Scientists in Singapore have assembled the world's largest and highest-resolution atlas of gastric cancer, a leading cause of global cancer deaths. The atlas provides, at the level of single cells, new insights into how gastric cancers progress and how tumours from separate patients differ from one another. The research -- led by Duke-NUS Medical School and the Agency for Science, Technology and Research's Genome Institute of Singapore (GIS) -- sampled 46 tumours from 31 patients at various stages of the disease. From these samples, they analysed 200,000 separate cells, using innovative techniques to assess individual patterns of gene expression.
"This powerful new cell atlas, enabled via team-based science, illuminates the path to novel therapies and further research in gastric cancer," said Professor Yeoh Khay Guan, Senior Consultant with the NUH Division of Gastroenterology and Hepatology.

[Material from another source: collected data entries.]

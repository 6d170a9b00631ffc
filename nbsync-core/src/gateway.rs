//! Gateway trait: the engine's only way of reading and mutating remote state.
//!
//! Transport concerns (auth, TLS, retries, timeouts) belong to the
//! implementation. The engine calls these methods strictly in sequence.

use async_trait::async_trait;
use serde_json::{Map, Value};

use crate::error::GatewayError;
use crate::model::RemoteObject;

/// Ordered query parameters used to narrow a list call.
#[derive(Debug, Clone, Default, PartialEq, Eq)]
pub struct Filter {
    pairs: Vec<(String, String)>,
}

impl Filter {
    pub fn new() -> Self {
        Self::default()
    }

    pub fn with(mut self, key: impl Into<String>, value: impl Into<String>) -> Self {
        self.push(key, value);
        self
    }

    pub fn push(&mut self, key: impl Into<String>, value: impl Into<String>) {
        self.pairs.push((key.into(), value.into()));
    }

    pub fn pairs(&self) -> &[(String, String)] {
        &self.pairs
    }

    pub fn is_empty(&self) -> bool {
        self.pairs.is_empty()
    }
}

impl std::fmt::Display for Filter {
    fn fmt(&self, f: &mut std::fmt::Formatter<'_>) -> std::fmt::Result {
        let parts: Vec<String> = self
            .pairs
            .iter()
            .map(|(k, v)| format!("{}={}", k, v))
            .collect();
        f.write_str(&parts.join("&"))
    }
}

pub type GatewayResult<T> = std::result::Result<T, GatewayError>;

/// Access to one remote inventory.
#[async_trait]
pub trait Gateway: Send + Sync {
    /// List objects at an endpoint matching every filter pair.
    async fn list(&self, endpoint: &str, filter: &Filter) -> GatewayResult<Vec<RemoteObject>>;

    /// Create an object. Implementations must not retry this call.
    async fn create(&self, endpoint: &str, payload: &Map<String, Value>)
    -> GatewayResult<RemoteObject>;

    /// Partially update an object.
    async fn update(
        &self,
        endpoint: &str,
        id: u64,
        payload: &Map<String, Value>,
    ) -> GatewayResult<RemoteObject>;

    /// Delete an object.
    async fn delete(&self, endpoint: &str, id: u64) -> GatewayResult<()>;
}
//! State reconciler.
//!
//! Compares the desired state of one record with what the remote inventory
//! holds and takes the single action needed to converge.

pub mod decision;
pub mod diff;

pub use decision::{Decision, decide};
pub use diff::{Change, Diff};

use tracing::{debug, info};

use crate::config::EngineOptions;
use crate::error::{Error, Result};
use crate::gateway::Gateway;
use crate::model::{DesiredSpec, RemoteObject, ResolvedSpec, TargetState};
use crate::registry::{Registry, ResourceSchema};
use crate::report::{self, GatewayResponse, NestedChanges, ReconciliationResult};
use crate::resolver::{Resolver, find_by_natural_key};
use crate::validation::{validate, validate_custom_fields};

/// Reconciles records of any registered resource type through one gateway.
pub struct StateReconciler<G> {
    gateway: G,
    registry: Registry,
}

impl<G: Gateway> StateReconciler<G> {
    pub fn new(gateway: G, registry: Registry) -> Self {
        Self { gateway, registry }
    }

    pub fn gateway(&self) -> &G {
        &self.gateway
    }

    pub fn registry(&self) -> &Registry {
        &self.registry
    }

    /// Converge one record of `resource` to `state`.
    pub async fn reconcile(
        &self,
        resource: &str,
        spec: &DesiredSpec,
        state: TargetState,
        options: EngineOptions,
    ) -> Result<ReconciliationResult> {
        let schema = self
            .registry
            .get(resource)
            .ok_or_else(|| Error::UnknownResource(resource.to_string()))?;

        validate(&self.registry, schema, spec, state)?;

        let label = spec.label(schema.natural_key);
        info!(
            resource,
            state = %state,
            check_mode = options.check_mode,
            "Reconciling {} {}",
            resource,
            label
        );

        match state {
            TargetState::Absent => self.reconcile_absent(schema, spec, &label, options).await,
            TargetState::Present | TargetState::New => {
                self.reconcile_present(schema, spec, state, &label, options)
                    .await
            }
        }
    }

    async fn reconcile_present(
        &self,
        schema: &ResourceSchema,
        spec: &DesiredSpec,
        state: TargetState,
        label: &str,
        options: EngineOptions,
    ) -> Result<ReconciliationResult> {
        validate_custom_fields(&self.gateway, &self.registry, schema, spec).await?;

        let mut resolver = Resolver::new(&self.gateway, &self.registry, options);
        let resolved = resolver.resolve_spec(schema, spec).await?;

        let existing = if state == TargetState::New {
            None
        } else {
            self.find_existing(schema, &resolved, label).await?
        };

        let decision = decide(schema, state, &resolved, existing);
        let response = self.apply(schema, &decision, options).await?;

        Ok(report::build(
            schema.name,
            label,
            &decision,
            response,
            NestedChanges {
                planned: resolver.planned(),
                created: resolver.created(),
            },
        ))
    }

    async fn reconcile_absent(
        &self,
        schema: &ResourceSchema,
        spec: &DesiredSpec,
        label: &str,
        options: EngineOptions,
    ) -> Result<ReconciliationResult> {
        let key = spec.project(schema.natural_key);
        let mut resolver = Resolver::lookup_only(&self.gateway, &self.registry, options);

        let resolved = resolver.resolve_spec(schema, &key).await?;
        let existing = self.find_existing(schema, &resolved, label).await?;

        let decision = decide(schema, TargetState::Absent, &ResolvedSpec::default(), existing);
        let response = self.apply(schema, &decision, options).await?;

        Ok(report::build(
            schema.name,
            label,
            &decision,
            response,
            NestedChanges::default(),
        ))
    }

    async fn find_existing(
        &self,
        schema: &ResourceSchema,
        resolved: &ResolvedSpec,
        label: &str,
    ) -> Result<Option<RemoteObject>> {
        if schema.natural_key.is_empty() {
            return Ok(None);
        }
        let planned_key = schema.natural_key.iter().any(|key| {
            schema
                .field(key)
                .and_then(|f| resolved.get(f.api_name))
                .is_some_and(|v| v.is_planned())
        });
        if planned_key {
            debug!(
                resource = schema.name,
                "Natural key refers to a planned object, skipping lookup"
            );
            return Ok(None);
        }
        find_by_natural_key(&self.gateway, schema, resolved, label).await
    }

    async fn apply(
        &self,
        schema: &ResourceSchema,
        decision: &Decision,
        options: EngineOptions,
    ) -> Result<GatewayResponse> {
        if options.check_mode || !decision.is_change() {
            debug!(
                resource = schema.name,
                action = decision.action(),
                check_mode = options.check_mode,
                "Not applying"
            );
            return Ok(GatewayResponse::Skipped);
        }

        let response = match decision {
            Decision::NoOp { .. } => GatewayResponse::Skipped,
            Decision::Create { payload } => {
                let created = self.gateway.create(schema.endpoint, payload).await?;
                info!(resource = schema.name, id = created.id, "Created");
                GatewayResponse::Object(created)
            }
            Decision::Update {
                existing,
                diff,
                payload,
            } => {
                let updated = self
                    .gateway
                    .update(schema.endpoint, existing.id, payload)
                    .await?;
                info!(
                    resource = schema.name,
                    id = existing.id,
                    fields = diff.len(),
                    "Updated"
                );
                GatewayResponse::Object(updated)
            }
            Decision::Delete { existing } => {
                self.gateway.delete(schema.endpoint, existing.id).await?;
                info!(resource = schema.name, id = existing.id, "Deleted");
                GatewayResponse::Deleted
            }
        };
        Ok(response)
    }
}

In the study, published in the journal Cancer Discovery, the team found more than 30 different cell types, some of which had not been detected in gastric tumours before. Tumours from different patients showed a different composition of these cells, which helps to explain why similar treatments can have very different outcomes.
Some types of gastric tumour were found to contain immune cells, particularly B cells that control the generation of antibodies. This suggests that cancer immunotherapy, a type of treatment that uses a person's own immune system to fight cancer, could be applied to the disease. The study also showed a previously unknown role for common cells called fibroblasts in driving gastric cancer. Targeting these cells could offer new avenues for treatment.
"This work puts the power of single-cell sequencing to very effective use by creating the first in-depth map of cell types in stomach cancer. Now that we have the 'parts list," we can identify the vulnerabilities of these tumours and start to target them," said Dr Shyam Prabhakar, associate director, spatial and single cell systems at GIS.
The team is currently investigating how the cell populations identified in the study change over time, either during early cancer development or as a consequence of drug treatment. This information may yield pathways that can be exploited for early cancer detection and drug development.